Every time we say goodbye…


I have already outed myself here as a language geek. This week I came across an interesting and sad article discussing the extinction of many varieties of Jewish speech, a result of the dispersion of their communities into the wider world.

See the article here:
http://www.tabletmag.com/jewish-life-and-religion/136371/endangered-jewish-languages?all=1

The central assumption behind this article — that every language contains a unique worldview — is one that I strongly support based on my own experience with various languages. I know there are things I can say in Yiddish that I can’t say in English; there are verses in the bible that can never be adequately translated because of the echoes that resound in every word from other verses.

The tragedies described in the Tablet article are also discussed in a book that I love — “Spoken Here” by Mark Abley. It is a great overview of the worldwide problem of dying languages. Aside from the varieties of Jewish speech that emerged because of our long diaspora, the many languages that arose in isolated social groups such as Pacific islanders or that were spoken by groups hounded into literal extinction — such as some aboriginal nations in the Americas — are also vanishing without a trace. Each dying language also brings the death of a conception of the shape of the world, the division of species, the colours of the spectrum, how human activities interact with the natural world, and a hundred other topics which we don’t even recognize because we are, of course, immersed in our own language and its worldview.
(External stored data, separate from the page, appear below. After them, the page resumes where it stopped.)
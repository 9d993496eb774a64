// Copyright (C) 2026 Fred Clausen
// Use of this source code is governed by an MIT-style
// license that can be found in the LICENSE file or at
// https://opensource.org/licenses/MIT.

use serde::{Deserialize, Serialize};

/// The role attached to a logged-in identity.
///
/// The role is a tag only; there is no authorization layer behind it.
#[derive(Debug, Clone, Copy, PartialEq, Eq, Hash, Serialize, Deserialize)]
pub enum Role {
    /// A factory owner posting load requests.
    FactoryOwner,
    /// A trucker offering capacity on a truck.
    Trucker,
}

impl Role {
    /// Returns the string representation of this role.
    #[must_use]
    pub const fn as_str(&self) -> &'static str {
        match self {
            Self::FactoryOwner => "FactoryOwner",
            Self::Trucker => "Trucker",
        }
    }
}

impl std::fmt::Display for Role {
    fn fmt(&self, f: &mut std::fmt::Formatter<'_>) -> std::fmt::Result {
        write!(f, "{}", self.as_str())
    }
}

/// A marketplace identity.
///
/// Users are immutable once created and are selected at login.
#[derive(Debug, Clone, PartialEq, Eq, Serialize, Deserialize)]
pub struct User {
    /// Opaque identifier for this user.
    pub id: String,
    /// The user's role.
    pub role: Role,
    /// Display name.
    pub name: String,
    /// Contact phone number.
    pub phone: String,
    /// Optional company name.
    pub company_name: Option<String>,
}

/// Derived availability status of a truck.
///
/// Status is never stored; it is computed from the truck's non-terminal
/// bookings at read time. `Completed` is declared for API parity with the
/// persisted status vocabulary but is never derived by the engine.
#[derive(Debug, Clone, Copy, PartialEq, Eq, Serialize, Deserialize)]
pub enum TruckStatus {
    /// No capacity committed.
    Active,
    /// Some, but not all, capacity committed.
    Partial,
    /// All capacity committed.
    Full,
    /// A booking on this truck is currently in transit.
    InTransit,
    /// Trip finished (vocabulary parity only; never derived).
    Completed,
}

impl TruckStatus {
    /// Returns the string representation of this status.
    #[must_use]
    pub const fn as_str(&self) -> &'static str {
        match self {
            Self::Active => "Active",
            Self::Partial => "Partial",
            Self::Full => "Full",
            Self::InTransit => "InTransit",
            Self::Completed => "Completed",
        }
    }
}

impl std::fmt::Display for TruckStatus {
    fn fmt(&self, f: &mut std::fmt::Formatter<'_>) -> std::fmt::Result {
        write!(f, "{}", self.as_str())
    }
}

/// A truck offered on the marketplace, owned by one trucker.
///
/// Capacity accounting is intentionally absent from this type: how much of
/// `capacity_total` is filled is a projection over the truck's currently
/// active bookings, so there is no stored counter to drift out of sync.
#[derive(Debug, Clone, PartialEq, Serialize, Deserialize)]
pub struct Truck {
    /// Opaque identifier for this truck.
    pub id: String,
    /// The trucker who drives this truck (user reference by id).
    pub driver_id: String,
    /// Driver display name.
    pub driver_name: String,
    /// Vehicle model text.
    pub vehicle_model: String,
    /// Route origin.
    pub origin: String,
    /// Route destination.
    pub destination: String,
    /// Departure date (ISO 8601 date string).
    pub departure_date: String,
    /// Total capacity in tons.
    pub capacity_total: u32,
    /// Asking price per ton.
    pub price_per_ton: u32,
    /// Whether the trucker accepts multiple concurrent partial loads.
    pub group_shipping_allowed: bool,
    /// Marketplace rating.
    pub rating: f32,
}

/// Lifecycle status of a load request.
#[derive(Debug, Clone, Copy, PartialEq, Eq, Serialize, Deserialize)]
pub enum LoadStatus {
    /// Posted and available for booking.
    Pending,
    /// A non-revoked booking exists against this load.
    Booked,
    /// The load has been delivered.
    Completed,
}

impl LoadStatus {
    /// Returns the string representation of this status.
    #[must_use]
    pub const fn as_str(&self) -> &'static str {
        match self {
            Self::Pending => "Pending",
            Self::Booked => "Booked",
            Self::Completed => "Completed",
        }
    }
}

impl std::fmt::Display for LoadStatus {
    fn fmt(&self, f: &mut std::fmt::Formatter<'_>) -> std::fmt::Result {
        write!(f, "{}", self.as_str())
    }
}

/// A factory owner's request to ship a quantity of goods between two
/// locations.
#[derive(Debug, Clone, PartialEq, Eq, Serialize, Deserialize)]
pub struct LoadRequest {
    /// Opaque identifier for this load request.
    pub id: String,
    /// The factory owner who posted this load (user reference by id).
    pub owner_id: String,
    /// Company name shown alongside the request.
    pub company_name: String,
    /// Description of the goods.
    pub goods_type: String,
    /// Shipment weight in tons.
    pub weight: u32,
    /// Route origin.
    pub origin: String,
    /// Route destination.
    pub destination: String,
    /// The price the owner is aiming for.
    pub target_price: u32,
    /// Current lifecycle status.
    pub status: LoadStatus,
    /// Creation timestamp (RFC 3339).
    pub created_at: String,
}

/// A free-text chat message attached to a booking.
///
/// Messages are append-only; insertion order is chronological order.
#[derive(Debug, Clone, PartialEq, Eq, Serialize, Deserialize)]
pub struct ChatMessage {
    /// Opaque identifier for this message.
    pub id: String,
    /// The booking this message belongs to.
    pub booking_id: String,
    /// The author (user reference by id).
    pub sender_id: String,
    /// Message body.
    pub text: String,
    /// Creation timestamp (RFC 3339).
    pub timestamp: String,
}
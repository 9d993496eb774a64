// Copyright (C) 2026 Fred Clausen
// Use of this source code is governed by an MIT-style
// license that can be found in the LICENSE file or at
// https://opensource.org/licenses/MIT.

use load_link_domain::DomainError;

/// Errors that can occur during state transitions.
///
/// All variants are local, recoverable conditions reported to the immediate
/// caller; none are fatal to the process.
#[derive(Debug, Clone, PartialEq, Eq)]
pub enum CoreError {
    /// A domain rule was violated.
    DomainViolation(DomainError),
    /// A mutating operation was attempted with no current user set.
    Unauthenticated {
        /// The operation that was attempted.
        action: String,
    },
    /// An internal error occurred.
    Internal(String),
}

impl std::fmt::Display for CoreError {
    fn fmt(&self, f: &mut std::fmt::Formatter<'_>) -> std::fmt::Result {
        match self {
            Self::DomainViolation(err) => write!(f, "Domain violation: {err}"),
            Self::Unauthenticated { action } => {
                write!(f, "Cannot {action}: no user is logged in")
            }
            Self::Internal(msg) => write!(f, "Internal error: {msg}"),
        }
    }
}

impl std::error::Error for CoreError {}

impl From<DomainError> for CoreError {
    fn from(err: DomainError) -> Self {
        Self::DomainViolation(err)
    }
}
// Copyright (C) 2026 Fred Clausen
// Use of this source code is governed by an MIT-style
// license that can be found in the LICENSE file or at
// https://opensource.org/licenses/MIT.

#![allow(clippy::expect_used, clippy::unwrap_used)]
// Copyright (C) 2026 Fred Clausen
// Use of this source code is governed by an MIT-style
// license that can be found in the LICENSE file or at
// https://opensource.org/licenses/MIT.

/// Errors that can occur during domain validation.
#[derive(Debug, Clone, PartialEq, Eq)]
pub enum DomainError {
    /// Goods description is empty or invalid.
    InvalidGoodsType(String),
    /// Shipment weight is not a positive number of tons.
    InvalidWeight(String),
    /// Route origin or destination is empty, or both name the same place.
    InvalidRoute(String),
    /// Chat message text is empty or whitespace-only.
    EmptyMessage,
    /// Booking status string is not part of the lifecycle vocabulary.
    InvalidBookingStatus {
        /// The unrecognized status string.
        status: String,
    },
    /// The requested booking status is not a legal successor of the current
    /// status.
    InvalidStatusTransition {
        /// The current status.
        from: String,
        /// The requested status.
        to: String,
        /// Why the transition is rejected.
        reason: String,
    },
    /// Accepting the booking would push the truck past its total capacity.
    CapacityExceeded {
        /// The truck whose capacity would be exceeded.
        truck_id: String,
        /// The booking weight in tons.
        requested: u32,
        /// The remaining capacity in tons.
        available: u32,
    },
    /// The load request already has a non-revoked booking.
    LoadAlreadyBooked {
        /// The load request id.
        load_id: String,
    },
    /// An SOS was raised outside a committed, non-terminal trip.
    SosUnavailable {
        /// The booking's current status.
        status: String,
    },
    /// Truck not found.
    TruckNotFound(String),
    /// Load request not found.
    LoadNotFound(String),
    /// Booking not found.
    BookingNotFound(String),
    /// User not found.
    UserNotFound(String),
}

impl std::fmt::Display for DomainError {
    fn fmt(&self, f: &mut std::fmt::Formatter<'_>) -> std::fmt::Result {
        match self {
            Self::InvalidGoodsType(msg) => write!(f, "Invalid goods type: {msg}"),
            Self::InvalidWeight(msg) => write!(f, "Invalid weight: {msg}"),
            Self::InvalidRoute(msg) => write!(f, "Invalid route: {msg}"),
            Self::EmptyMessage => write!(f, "Message text cannot be empty"),
            Self::InvalidBookingStatus { status } => {
                write!(f, "Invalid booking status: '{status}'")
            }
            Self::InvalidStatusTransition { from, to, reason } => {
                write!(f, "Invalid status transition from {from} to {to}: {reason}")
            }
            Self::CapacityExceeded {
                truck_id,
                requested,
                available,
            } => {
                write!(
                    f,
                    "Truck '{truck_id}' cannot take {requested}T: only {available}T available"
                )
            }
            Self::LoadAlreadyBooked { load_id } => {
                write!(f, "Load request '{load_id}' already has an active booking")
            }
            Self::SosUnavailable { status } => {
                write!(f, "SOS cannot be raised on a booking in status {status}")
            }
            Self::TruckNotFound(id) => write!(f, "Truck '{id}' not found"),
            Self::LoadNotFound(id) => write!(f, "Load request '{id}' not found"),
            Self::BookingNotFound(id) => write!(f, "Booking '{id}' not found"),
            Self::UserNotFound(id) => write!(f, "User '{id}' not found"),
        }
    }
}

impl std::error::Error for DomainError {}
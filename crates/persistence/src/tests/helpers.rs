// Copyright (C) 2026 Fred Clausen
// Use of this source code is governed by an MIT-style
// license that can be found in the LICENSE file or at
// https://opensource.org/licenses/MIT.

use load_link::State;
use load_link_domain::{LoadRequest, LoadStatus, Role, Truck, User};

pub const OWNER: &str = "USR-OWNER";
pub const TRUCKER: &str = "USR-TRUCKER";
pub const TRUCK: &str = "TRK-1";
pub const SEED_LOAD: &str = "REQ-SEED";

pub fn factory_owner() -> User {
    User {
        id: String::from(OWNER),
        role: Role::FactoryOwner,
        name: String::from("Asha Mehta"),
        phone: String::from("9812345670"),
        company_name: Some(String::from("Mehta Steel Works")),
    }
}

pub fn trucker() -> User {
    User {
        id: String::from(TRUCKER),
        role: Role::Trucker,
        name: String::from("Ravi Kumar"),
        phone: String::from("9812345671"),
        company_name: None,
    }
}

pub fn seed_truck() -> Truck {
    Truck {
        id: String::from(TRUCK),
        driver_id: String::from(TRUCKER),
        driver_name: String::from("Ravi Kumar"),
        vehicle_model: String::from("Tata LPT 3118"),
        origin: String::from("Pune"),
        destination: String::from("Nagpur"),
        departure_date: String::from("2026-03-02"),
        capacity_total: 10,
        price_per_ton: 3500,
        group_shipping_allowed: true,
        rating: 4.6,
    }
}

pub fn seed_load() -> LoadRequest {
    LoadRequest {
        id: String::from(SEED_LOAD),
        owner_id: String::from(OWNER),
        company_name: String::from("Mehta Steel Works"),
        goods_type: String::from("Steel coils"),
        weight: 2,
        origin: String::from("Pune"),
        destination: String::from("Nagpur"),
        target_price: 4000,
        status: LoadStatus::Pending,
        created_at: String::from("2026-01-01T00:00:00Z"),
    }
}

/// A roster of two users, one truck, and one pending load.
pub fn seed_state() -> State {
    State {
        users: vec![factory_owner(), trucker()],
        trucks: vec![seed_truck()],
        loads: vec![seed_load()],
        bookings: Vec::new(),
        messages: Vec::new(),
    }
}
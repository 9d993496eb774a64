// Copyright (C) 2026 Fred Clausen
// Use of this source code is governed by an MIT-style
// license that can be found in the LICENSE file or at
// https://opensource.org/licenses/MIT.

/// Errors that can occur during persistence operations.
#[derive(Debug, Clone, PartialEq, Eq)]
pub enum PersistenceError {
    /// A filesystem error occurred.
    Io(String),
    /// Serialization/deserialization error.
    SerializationError(String),
    /// Initialization error.
    InitializationError(String),
}

impl std::fmt::Display for PersistenceError {
    fn fmt(&self, f: &mut std::fmt::Formatter<'_>) -> std::fmt::Result {
        match self {
            Self::Io(msg) => write!(f, "I/O error: {msg}"),
            Self::SerializationError(msg) => write!(f, "Serialization error: {msg}"),
            Self::InitializationError(msg) => write!(f, "Initialization error: {msg}"),
        }
    }
}

impl std::error::Error for PersistenceError {}

impl From<std::io::Error> for PersistenceError {
    fn from(err: std::io::Error) -> Self {
        Self::Io(err.to_string())
    }
}

impl From<serde_json::Error> for PersistenceError {
    fn from(err: serde_json::Error) -> Self {
        Self::SerializationError(err.to_string())
    }
}
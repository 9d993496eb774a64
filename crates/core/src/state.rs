// Copyright (C) 2026 Fred Clausen
// Use of this source code is governed by an MIT-style
// license that can be found in the LICENSE file or at
// https://opensource.org/licenses/MIT.

use load_link_domain::{Booking, ChatMessage, LoadRequest, Truck, User};
use load_link_notify::Notification;

/// The complete domain state owned by the store.
///
/// All entities are referenced by opaque string identifiers; there are no
/// embedded object references. Collections are replaced wholesale on each
/// mutation (copy-on-write), so id-based lookup is the only safe way to
/// follow a reference.
#[derive(Debug, Clone, Default, PartialEq)]
pub struct State {
    /// The user roster available for login and addressing.
    pub users: Vec<User>,
    /// All trucks offered on the marketplace.
    pub trucks: Vec<Truck>,
    /// All load requests, most recent first.
    pub loads: Vec<LoadRequest>,
    /// All bookings, most recent first.
    pub bookings: Vec<Booking>,
    /// All chat messages, in append (chronological) order.
    pub messages: Vec<ChatMessage>,
}

impl State {
    /// Creates a new empty state.
    #[must_use]
    pub const fn new() -> Self {
        Self {
            users: Vec::new(),
            trucks: Vec::new(),
            loads: Vec::new(),
            bookings: Vec::new(),
            messages: Vec::new(),
        }
    }

    /// Looks up a user by id.
    #[must_use]
    pub fn user(&self, id: &str) -> Option<&User> {
        self.users.iter().find(|u| u.id == id)
    }

    /// Looks up a truck by id.
    #[must_use]
    pub fn truck(&self, id: &str) -> Option<&Truck> {
        self.trucks.iter().find(|t| t.id == id)
    }

    /// Looks up a load request by id.
    #[must_use]
    pub fn load(&self, id: &str) -> Option<&LoadRequest> {
        self.loads.iter().find(|l| l.id == id)
    }

    /// Looks up a booking by id.
    #[must_use]
    pub fn booking(&self, id: &str) -> Option<&Booking> {
        self.bookings.iter().find(|b| b.id == id)
    }
}

/// The result of a successful state transition.
///
/// Transitions are atomic: they either succeed completely, yielding the new
/// state and the notifications to emit, or fail without side effects.
#[derive(Debug, Clone, PartialEq)]
pub struct TransitionResult {
    /// The new state after the transition.
    pub new_state: State,
    /// Notifications emitted as a side effect of the transition.
    pub notifications: Vec<Notification>,
    /// The id of the entity created by this transition, if any.
    pub created_id: Option<String>,
}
Oddly, I also just read an interesting book that takes the opposite point of view–that nothing is untranslatable. It is the delightfully titled “Is That A Fish in Your Ear?” The author, a professional translator, takes the position that there is no such thing as the ineffable. Every word has a meaning; every meaning has a word. It is certainly not a one-to-one relationship and there may be numerous meanings packed into one word which may require numerous words to unpack into another language. But he denies the truism that “you always lose something in the translation.” I found myself disagreeing with his thesis but I admired the collection of supporting data and research that he mustered. This is one of the books where it pays to look at the endnotes! And I have added a number of books from his bibliography to my TBR list.

I think I’ll have more to say on the philosophical question of translation but for now, the sun is speeding westward and I’ve got to scoot.

Yours for more ineffability in everyday life,
Shayna
=====================
“The original is always unfaithful to the translation.”